#### DIRECTIONS:
List every line in this data where the string "struct" occurs.

(Saved data entries)
########################################

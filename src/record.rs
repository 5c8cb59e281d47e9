//! Lock snapshot persistence.
//!
//! Every lock produces a [`LockRecord`]; a sink decides where it goes.
//! The JSON recorder writes one file per turn into a per-session
//! directory. Sink failures are reported to the caller and never stop
//! the game loop.

use std::fs::{self, File};
use std::path::{Path, PathBuf};
use std::time::{SystemTime, UNIX_EPOCH};

use anyhow::{anyhow, Result};

use crate::core::LockRecord;

/// Destination for lock snapshots.
pub trait LockSink {
    fn record(&mut self, record: &LockRecord) -> Result<()>;
}

/// Writes each record as `turn_<N>.json` inside a session directory.
pub struct JsonDirRecorder {
    dir: PathBuf,
}

impl JsonDirRecorder {
    /// Record into `dir`, creating it if needed.
    pub fn create(dir: PathBuf) -> Result<Self> {
        fs::create_dir_all(&dir)
            .map_err(|e| anyhow!("recorder: create {} failed: {}", dir.display(), e))?;
        Ok(Self { dir })
    }

    /// Create a fresh `session_<unix seconds>` directory under `root`.
    pub fn create_session(root: &Path) -> Result<Self> {
        let stamp = SystemTime::now()
            .duration_since(UNIX_EPOCH)
            .unwrap_or_default()
            .as_secs();
        Self::create(root.join(format!("session_{}", stamp)))
    }

    pub fn dir(&self) -> &Path {
        &self.dir
    }

    fn path_for(&self, turn: u32) -> PathBuf {
        self.dir.join(format!("turn_{}.json", turn))
    }
}

impl LockSink for JsonDirRecorder {
    fn record(&mut self, record: &LockRecord) -> Result<()> {
        let path = self.path_for(record.turn);
        let file = File::create(&path)
            .map_err(|e| anyhow!("recorder: create {} failed: {}", path.display(), e))?;
        serde_json::to_writer(file, record)
            .map_err(|e| anyhow!("recorder: write {} failed: {}", path.display(), e))?;
        Ok(())
    }
}

/// In-memory sink for tests and dry runs.
#[derive(Debug, Default)]
pub struct VecSink {
    pub records: Vec<LockRecord>,
}

impl LockSink for VecSink {
    fn record(&mut self, record: &LockRecord) -> Result<()> {
        self.records.push(record.clone());
        Ok(())
    }
}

########################################

#### REPLY:
pub struct JsonDirRecorder {
pub struct VecSink {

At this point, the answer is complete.